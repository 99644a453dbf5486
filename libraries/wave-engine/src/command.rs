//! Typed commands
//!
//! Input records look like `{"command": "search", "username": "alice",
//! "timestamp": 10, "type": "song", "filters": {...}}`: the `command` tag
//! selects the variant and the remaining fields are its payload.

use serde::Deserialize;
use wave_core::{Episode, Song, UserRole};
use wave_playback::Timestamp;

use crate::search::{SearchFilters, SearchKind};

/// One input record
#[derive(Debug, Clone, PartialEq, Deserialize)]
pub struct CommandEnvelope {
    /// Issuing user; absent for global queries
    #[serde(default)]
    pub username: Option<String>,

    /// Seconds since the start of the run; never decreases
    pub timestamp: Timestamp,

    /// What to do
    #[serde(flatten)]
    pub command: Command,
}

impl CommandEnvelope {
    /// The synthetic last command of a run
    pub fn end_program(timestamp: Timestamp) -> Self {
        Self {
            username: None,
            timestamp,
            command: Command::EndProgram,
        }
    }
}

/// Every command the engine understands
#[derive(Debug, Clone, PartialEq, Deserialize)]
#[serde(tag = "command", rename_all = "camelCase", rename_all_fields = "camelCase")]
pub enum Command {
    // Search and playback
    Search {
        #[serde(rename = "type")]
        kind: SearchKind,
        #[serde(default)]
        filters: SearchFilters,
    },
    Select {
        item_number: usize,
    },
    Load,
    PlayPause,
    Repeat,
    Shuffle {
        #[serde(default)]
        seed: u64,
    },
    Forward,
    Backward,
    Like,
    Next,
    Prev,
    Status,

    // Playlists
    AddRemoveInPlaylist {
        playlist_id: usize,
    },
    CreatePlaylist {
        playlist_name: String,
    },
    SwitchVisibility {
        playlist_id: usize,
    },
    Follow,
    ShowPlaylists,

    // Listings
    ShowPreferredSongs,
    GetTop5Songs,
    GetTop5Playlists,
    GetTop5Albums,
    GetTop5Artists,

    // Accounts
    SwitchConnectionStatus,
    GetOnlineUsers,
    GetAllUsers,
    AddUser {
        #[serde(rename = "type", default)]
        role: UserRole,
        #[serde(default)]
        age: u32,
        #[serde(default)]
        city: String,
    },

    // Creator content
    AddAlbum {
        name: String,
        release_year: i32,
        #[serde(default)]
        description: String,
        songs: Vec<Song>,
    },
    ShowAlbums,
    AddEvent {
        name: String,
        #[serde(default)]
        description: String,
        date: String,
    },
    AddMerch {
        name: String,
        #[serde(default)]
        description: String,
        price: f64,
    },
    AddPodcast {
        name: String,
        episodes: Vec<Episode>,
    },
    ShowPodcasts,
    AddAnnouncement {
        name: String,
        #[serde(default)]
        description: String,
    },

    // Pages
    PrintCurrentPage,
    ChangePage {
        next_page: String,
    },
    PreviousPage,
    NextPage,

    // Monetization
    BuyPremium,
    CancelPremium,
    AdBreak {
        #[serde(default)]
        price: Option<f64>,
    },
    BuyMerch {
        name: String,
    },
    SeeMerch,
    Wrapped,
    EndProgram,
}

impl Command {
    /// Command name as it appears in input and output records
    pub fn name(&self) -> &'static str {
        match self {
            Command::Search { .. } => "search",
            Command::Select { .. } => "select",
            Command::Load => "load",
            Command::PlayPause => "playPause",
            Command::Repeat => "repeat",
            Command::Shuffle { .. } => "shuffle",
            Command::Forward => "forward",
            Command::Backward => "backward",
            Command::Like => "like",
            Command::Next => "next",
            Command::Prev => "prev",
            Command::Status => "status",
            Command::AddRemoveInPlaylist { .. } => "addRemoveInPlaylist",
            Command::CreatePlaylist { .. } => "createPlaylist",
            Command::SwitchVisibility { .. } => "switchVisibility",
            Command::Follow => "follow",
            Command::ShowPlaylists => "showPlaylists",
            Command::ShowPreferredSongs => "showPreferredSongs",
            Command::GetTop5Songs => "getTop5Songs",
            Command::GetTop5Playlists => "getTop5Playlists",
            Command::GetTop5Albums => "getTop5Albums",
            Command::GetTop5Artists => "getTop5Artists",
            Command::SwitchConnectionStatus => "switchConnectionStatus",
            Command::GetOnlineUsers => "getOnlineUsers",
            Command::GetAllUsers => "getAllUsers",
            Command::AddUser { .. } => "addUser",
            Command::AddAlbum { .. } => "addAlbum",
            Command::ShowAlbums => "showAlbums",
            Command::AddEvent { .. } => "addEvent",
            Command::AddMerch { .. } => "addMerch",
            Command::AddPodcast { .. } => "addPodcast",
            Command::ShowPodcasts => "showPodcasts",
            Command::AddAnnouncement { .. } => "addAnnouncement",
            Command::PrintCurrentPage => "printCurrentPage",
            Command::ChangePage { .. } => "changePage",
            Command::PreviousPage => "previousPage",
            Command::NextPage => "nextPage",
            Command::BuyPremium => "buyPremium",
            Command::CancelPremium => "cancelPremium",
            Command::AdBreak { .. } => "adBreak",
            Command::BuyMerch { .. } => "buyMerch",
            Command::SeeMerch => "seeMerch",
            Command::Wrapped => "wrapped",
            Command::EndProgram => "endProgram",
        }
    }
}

··········

Assignment: Give the entries again exactly, every one.

Response to the task:
repository 99644a453dbf5486
filename libraries/wave-engine/src/command.rs
//! Typed commands
//!
//! Input records look like `{"command": "search", "username": "alice",
//! "timestamp": 10, "type": "song", "filters": {...}}`: the `command` tag
//! selects the variant and the remaining fields are its payload.

use serde::Deserialize;
use wave_core::{Episode, Song, UserRole};
use wave_playback::Timestamp;

use crate::search::{SearchFilters, SearchKind};

/// One input record
#[derive(Debug, Clone, PartialEq, Deserialize)]
pub struct CommandEnvelope {
    /// Issuing user; absent for global queries
    #[serde(default)]
    pub username: Option<String>,

    /// Seconds since the start of the run; never decreases
    pub timestamp: Timestamp,

    /// What to do
    #[serde(flatten)]
    pub command: Command,
}

impl CommandEnvelope {
    /// The synthetic last command of a run
    pub fn end_program(timestamp: Timestamp) -> Self {
        Self {
            username: None,
            timestamp,
            command: Command::EndProgram,
        }
    }
}

/// Every command the engine understands
#[derive(Debug, Clone, PartialEq, Deserialize)]
#[serde(tag = "command", rename_all = "camelCase", rename_all_fields = "camelCase")]
pub enum Command {
    // Search and playback
    Search {
        #[serde(rename = "type")]
        kind: SearchKind,
        #[serde(default)]
        filters: SearchFilters,
    },
    Select {
        item_number: usize,
    },
    Load,
    PlayPause,
    Repeat,
    Shuffle {
        #[serde(default)]
        seed: u64,
    },
    Forward,
    Backward,
    Like,
    Next,
    Prev,
    Status,

    // Playlists
    AddRemoveInPlaylist {
        playlist_id: usize,
    },
    CreatePlaylist {
        playlist_name: String,
    },
    SwitchVisibility {
        playlist_id: usize,
    },
    Follow,
    ShowPlaylists,

    // Listings
    ShowPreferredSongs,
    GetTop5Songs,
    GetTop5Playlists,
    GetTop5Albums,
    GetTop5Artists,

    // Accounts
    SwitchConnectionStatus,
    GetOnlineUsers,
    GetAllUsers,
    AddUser {
        #[serde(rename = "type", default)]
        role: UserRole,
        #[serde(default)]
        age: u32,
        #[serde(default)]
        city: String,
    },

    // Creator content
    AddAlbum {
        name: String,
        release_year: i32,
        #[serde(default)]
        description: String,
        songs: Vec<Song>,
    },
    ShowAlbums,
    AddEvent {
        name: String,
        #[serde(default)]
        description: String,
        date: String,
    },
    AddMerch {
        name: String,
        #[serde(default)]
        description: String,
        price: f64,
    },
    AddPodcast {
        name: String,
        episodes: Vec<Episode>,
    },
    ShowPodcasts,
    AddAnnouncement {
        name: String,
        #[serde(default)]
        description: String,
    },

    // Pages
    PrintCurrentPage,
    ChangePage {
        next_page: String,
    },
    PreviousPage,
    NextPage,

    // Monetization
    BuyPremium,
    CancelPremium,
    AdBreak {
        #[serde(default)]
        price: Option<f64>,
    },
    BuyMerch {
        name: String,
    },
    SeeMerch,
    Wrapped,
    EndProgram,
}

impl Command {
    /// Command name as it appears in input and output records
    pub fn name(&self) -> &'static str {
        match self {
            Command::Search { .. } => "search",
            Command::Select { .. } => "select",
            Command::Load => "load",
            Command::PlayPause => "playPause",
            Command::Repeat => "repeat",
            Command::Shuffle { .. } => "shuffle",
            Command::Forward => "forward",
            Command::Backward => "backward",
            Command::Like => "like",
            Command::Next => "next",
            Command::Prev => "prev",
            Command::Status => "status",
            Command::AddRemoveInPlaylist { .. } => "addRemoveInPlaylist",
            Command::CreatePlaylist { .. } => "createPlaylist",
            Command::SwitchVisibility { .. } => "switchVisibility",
            Command::Follow => "follow",
            Command::ShowPlaylists => "showPlaylists",
            Command::ShowPreferredSongs => "showPreferredSongs",
            Command::GetTop5Songs => "getTop5Songs",
            Command::GetTop5Playlists => "getTop5Playlists",
            Command::GetTop5Albums => "getTop5Albums",
            Command::GetTop5Artists => "getTop5Artists",
            Command::SwitchConnectionStatus => "switchConnectionStatus",
            Command::GetOnlineUsers => "getOnlineUsers",
            Command::GetAllUsers => "getAllUsers",
            Command::AddUser { .. } => "addUser",
            Command::AddAlbum { .. } => "addAlbum",
            Command::ShowAlbums => "showAlbums",
            Command::AddEvent { .. } => "addEvent",
            Command::AddMerch { .. } => "addMerch",
            Command::AddPodcast { .. } => "addPodcast",
            Command::ShowPodcasts => "showPodcasts",
            Command::AddAnnouncement { .. } => "addAnnouncement",
            Command::PrintCurrentPage => "printCurrentPage",
            Command::ChangePage { .. } => "changePage",
            Command::PreviousPage => "previousPage",
            Command::NextPage => "nextPage",
            Command::BuyPremium => "buyPremium",
            Command::CancelPremium => "cancelPremium",
            Command::AdBreak { .. } => "adBreak",
            Command::BuyMerch { .. } => "buyMerch",
            Command::SeeMerch => "seeMerch",
            Command::Wrapped => "wrapped",
            Command::EndProgram => "endProgram",
        }
    }
}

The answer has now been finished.